### DIRECTIONS FOR THIS TASK
Filter the data below for the string "ExitCode" and copy each matching line.

Start of Block

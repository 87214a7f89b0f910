mod display;

use std::io::Write;
use std::process::ExitCode;
use std::time::Duration;

use clap::{Args, Parser, Subcommand, ValueEnum};
use tracing::Level;
use transattr_core::config::{MAX_MARGIN_DAYS, OFFLINE_WORK_MARGIN_DAYS};
use transattr_core::{CheckConfig, check_attribution};
use transattr_wiki::api::{DEFAULT_API_URL, DEFAULT_REVISION_LIMIT};
use transattr_wiki::{MediaWikiSource, WikiClient, WikiConfig};

use crate::display::{JsonPresenter, Presenter, TextPresenter};

/// Exit status when the wiki could not be read.
const FETCH_FAILED: u8 = 2;

#[derive(Parser)]
#[command(name = "transattr", version, about = "Flag likely unattributed translations on a wiki")]
struct Cli {
    /// More log output on stderr (-v info, -vv debug, -vvv trace).
    #[arg(short, long, action = clap::ArgAction::Count, global = true)]
    verbose: u8,

    #[command(subcommand)]
    command: Command,
}

#[derive(Subcommand)]
enum Command {
    /// Check one article's history and citations.
    Check(CheckArgs),
}

#[derive(Args)]
struct CheckArgs {
    /// Page title, e.g. "Tour Eiffel" or "Draft:Tour_Eiffel".
    title: String,

    #[arg(long, env = "TRANSATTR_API_URL", default_value = DEFAULT_API_URL)]
    api_url: String,

    /// Days of offline work tolerated before creation.
    #[arg(
        long,
        env = "TRANSATTR_MARGIN_DAYS",
        default_value_t = OFFLINE_WORK_MARGIN_DAYS,
        value_parser = clap::value_parser!(u32).range(..=i64::from(MAX_MARGIN_DAYS))
    )]
    margin_days: u32,

    /// How many recent revisions to read summaries from.
    #[arg(long, env = "TRANSATTR_REVISION_LIMIT", default_value_t = DEFAULT_REVISION_LIMIT)]
    revision_limit: u32,

    #[arg(long, default_value_t = 30)]
    timeout_secs: u64,

    #[arg(long, value_enum, default_value_t = Format::Text)]
    format: Format,

    /// Check pages outside the article and draft namespaces too.
    #[arg(long)]
    any_namespace: bool,

    /// Also print the signals behind the outcome.
    #[arg(long)]
    details: bool,
}

#[derive(Clone, Copy, ValueEnum)]
enum Format {
    Text,
    Json,
}

#[tokio::main(flavor = "current_thread")]
async fn main() -> anyhow::Result<ExitCode> {
    let cli = Cli::parse();
    init_tracing(cli.verbose);
    tracing::debug!("transattr v{}", env!("CARGO_PKG_VERSION"));

    match cli.command {
        Command::Check(args) => run_check(args, &mut std::io::stdout()).await,
    }
}

fn init_tracing(verbose: u8) {
    let level = match verbose {
        0 => Level::WARN,
        1 => Level::INFO,
        2 => Level::DEBUG,
        _ => Level::TRACE,
    };
    tracing_subscriber::fmt()
        .with_max_level(level)
        .with_writer(std::io::stderr)
        .init();
}

/// What to do with a page given its namespace.
#[derive(Debug, PartialEq, Eq)]
enum Gate {
    Check,
    Skip { namespace: i64 },
}

fn namespace_gate(config: &CheckConfig, namespace: i64) -> Gate {
    if config.checks_namespace(namespace) {
        Gate::Check
    } else {
        Gate::Skip { namespace }
    }
}

/// Check one page and present the verdict on `out`.
///
/// Skipped pages and fetch failures write nothing to `out`.
async fn run_check<W: Write>(args: CheckArgs, out: &mut W) -> anyhow::Result<ExitCode> {
    let config = CheckConfig::default().with_margin_days(args.margin_days);
    let client = WikiClient::new(WikiConfig {
        api_url: args.api_url,
        revision_limit: args.revision_limit,
        timeout: Duration::from_secs(args.timeout_secs),
        ..WikiConfig::default()
    })?;
    let source = MediaWikiSource::new(client, &args.title);
    let title = source.title().to_string();

    if !args.any_namespace {
        let namespace = match source.client().namespace(&title).await {
            Ok(ns) => ns,
            Err(err) => {
                tracing::error!(title = %title, error = %err, "error checking translation attribution");
                return Ok(ExitCode::from(FETCH_FAILED));
            }
        };
        if let Gate::Skip { namespace } = namespace_gate(&config, namespace) {
            tracing::info!(title = %title, namespace, "namespace not checked, skipping");
            return Ok(ExitCode::SUCCESS);
        }
    }

    let verdict = match check_attribution(&source, &config).await {
        Ok(verdict) => verdict,
        Err(err) => {
            tracing::error!(title = %title, error = %err, "error checking translation attribution");
            return Ok(ExitCode::from(FETCH_FAILED));
        }
    };

    let mut presenter: Box<dyn Presenter + '_> = match args.format {
        Format::Text => Box::new(TextPresenter::new(&mut *out, args.details)),
        Format::Json => Box::new(JsonPresenter::new(&mut *out)),
    };
    presenter.present(&title, &verdict)?;

    Ok(ExitCode::SUCCESS)
}
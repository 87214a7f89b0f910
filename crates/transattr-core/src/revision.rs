//! Revision records as seen by the checker.

use std::collections::BTreeSet;

use chrono::{DateTime, Utc};
use serde::{Deserialize, Serialize};

use crate::config::CheckConfig;

/// One edit of an article. The chronologically first one is the creation record.
#[derive(Debug, Clone, PartialEq, Eq, Serialize, Deserialize)]
pub struct RevisionRecord {
    /// Edit summary; empty when the summary was hidden or left blank.
    pub comment: String,
    pub tags: BTreeSet<String>,
    pub timestamp: DateTime<Utc>,
}

impl RevisionRecord {
    /// True when this edit was made by the translation tool: the summary
    /// carries the tool's phrase and the edit carries the tool's tag.
    pub fn is_tool_created(&self, config: &CheckConfig) -> bool {
        self.comment.contains(&config.tool_phrase) && self.tags.contains(&config.tool_tag)
    }
}

#[cfg(test)]
mod tests {
    use super::*;
    use chrono::TimeZone;

    fn revision(comment: &str, tags: &[&str]) -> RevisionRecord {
        RevisionRecord {
            comment: comment.into(),
            tags: tags.iter().map(|t| t.to_string()).collect(),
            timestamp: Utc.with_ymd_and_hms(2024, 1, 10, 12, 0, 0).unwrap(),
        }
    }

    #[test]
    fn phrase_and_tag_together() {
        let config = CheckConfig::default();
        let rev = revision(
            "Created by translating the page \"Exemple\"",
            &["contenttranslation", "sectiontranslation"],
        );
        assert!(rev.is_tool_created(&config));
    }

    #[test]
    fn phrase_without_tag() {
        let config = CheckConfig::default();
        let rev = revision("Created by translating the page Exemple", &["visualeditor"]);
        assert!(!rev.is_tool_created(&config));
    }

    #[test]
    fn tag_without_phrase() {
        let config = CheckConfig::default();
        let rev = revision("new article", &["contenttranslation"]);
        assert!(!rev.is_tool_created(&config));
    }

    #[test]
    fn phrase_is_case_sensitive() {
        let config = CheckConfig::default();
        let rev = revision("created by translating the page Exemple", &["contenttranslation"]);
        assert!(!rev.is_tool_created(&config));
    }

    #[test]
    fn json_roundtrip() {
        let rev = revision("Created by translating the page Exemple", &["contenttranslation"]);
        let json = serde_json::to_string(&rev).unwrap();
        let parsed: RevisionRecord = serde_json::from_str(&json).unwrap();
        assert_eq!(parsed, rev);
    }
}
//! Heuristics for spotting unattributed translations in wiki articles.

pub mod access_date;
pub mod check;
pub mod config;
pub mod date;
pub mod decision;
pub mod interwiki;
pub mod keywords;
pub mod notice;
pub mod revision;
pub mod source;
pub mod summary;

pub use access_date::{AccessDateReport, SuspiciousDate, scan_access_dates};
pub use check::{Verdict, check_attribution};
pub use config::CheckConfig;
pub use date::parse_date;
pub use decision::{DecisionInputs, Outcome, TemplateAdvice};
pub use notice::{Notice, NoticeKind, Severity};
pub use revision::RevisionRecord;
pub use source::ArticleSource;
pub use summary::{SummarySignals, classify_summaries};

End of Block

### REPLY TO THE TASK
use std::process::ExitCode;
async fn main() -> anyhow::Result<ExitCode> {
async fn run_check<W: Write>(args: CheckArgs, out: &mut W) -> anyhow::Result<ExitCode> {
                return Ok(ExitCode::from(FETCH_FAILED));
            return Ok(ExitCode::SUCCESS);
            return Ok(ExitCode::from(FETCH_FAILED));
    Ok(ExitCode::SUCCESS)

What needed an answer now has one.